◆ **What you have to do**
Work out how many lines in the data hold the string "debug". Reply with only that number.

☆ ☆ ☆ ☆

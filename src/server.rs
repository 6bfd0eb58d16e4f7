use axum::{Extension, Router, routing::get};
use std::{net::SocketAddr, str::FromStr, sync::Arc};
use tokio::sync::Mutex;
use tracing::debug;

use crate::{Res, api, config, spotify::SpotifyAuth};

/// Shared between the callback handler and the command waiting for it.
#[derive(Clone)]
pub struct CallbackState {
    pub auth: Arc<SpotifyAuth>,
    /// `None` until a callback arrived; then the exchange outcome.
    pub outcome: Arc<Mutex<Option<Result<(), String>>>>,
}

impl CallbackState {
    pub fn new(auth: Arc<SpotifyAuth>) -> Self {
        Self {
            auth,
            outcome: Arc::new(Mutex::new(None)),
        }
    }
}

pub async fn start_api_server(state: CallbackState) -> Res<()> {
    let app = Router::new()
        .route("/health", get(api::health))
        .route("/callback", get(api::callback).layer(Extension(state)));

    let addr = SocketAddr::from_str(&config::server_addr())?;
    let listener = tokio::net::TcpListener::bind(&addr).await?;
    debug!(%addr, "callback server listening");

    axum::serve(listener, app).await?;
    Ok(())
}
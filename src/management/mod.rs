mod auth;
mod storage;

pub use auth::AUTH_STORAGE_KEY;
pub use auth::PKCE_VERIFIER_FALLBACK_KEY;
pub use auth::PKCE_VERIFIER_KEY;
pub use auth::TokenStore;
pub use storage::FileStorage;
pub use storage::MemoryStorage;
pub use storage::Storage;
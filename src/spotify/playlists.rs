use crate::{
    spotify::{
        SpotifyApi,
        client::DEFAULT_PAGE_LIMIT,
        errors::Result,
    },
    types::{Playlist, PlaylistItem, Track},
};

impl SpotifyApi {
    /// All tracks of a playlist, in playlist order.
    ///
    /// Removed or unavailable entries come back as null placeholders (or tracks
    /// without an id) and are skipped.
    pub async fn get_playlist_tracks(
        &self,
        access_token: &str,
        playlist_id: &str,
        limit: u32,
    ) -> Result<Vec<Track>> {
        self.paginate(
            access_token,
            &format!("/playlists/{playlist_id}/items"),
            limit,
            "retrieve playlist tracks",
            |item: PlaylistItem| item.track.or(item.item).and_then(|t| t.into_track()),
        )
        .await
    }

    /// Every playlist the current user owns or follows.
    pub async fn get_current_user_playlists(
        &self,
        access_token: &str,
        limit: Option<u32>,
    ) -> Result<Vec<Playlist>> {
        self.paginate(
            access_token,
            "/me/playlists",
            limit.unwrap_or(DEFAULT_PAGE_LIMIT),
            "retrieve playlists",
            |playlist: Playlist| Some(playlist),
        )
        .await
    }
}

☆ ☆ ☆ ☆

◆ **Solution for this task**
2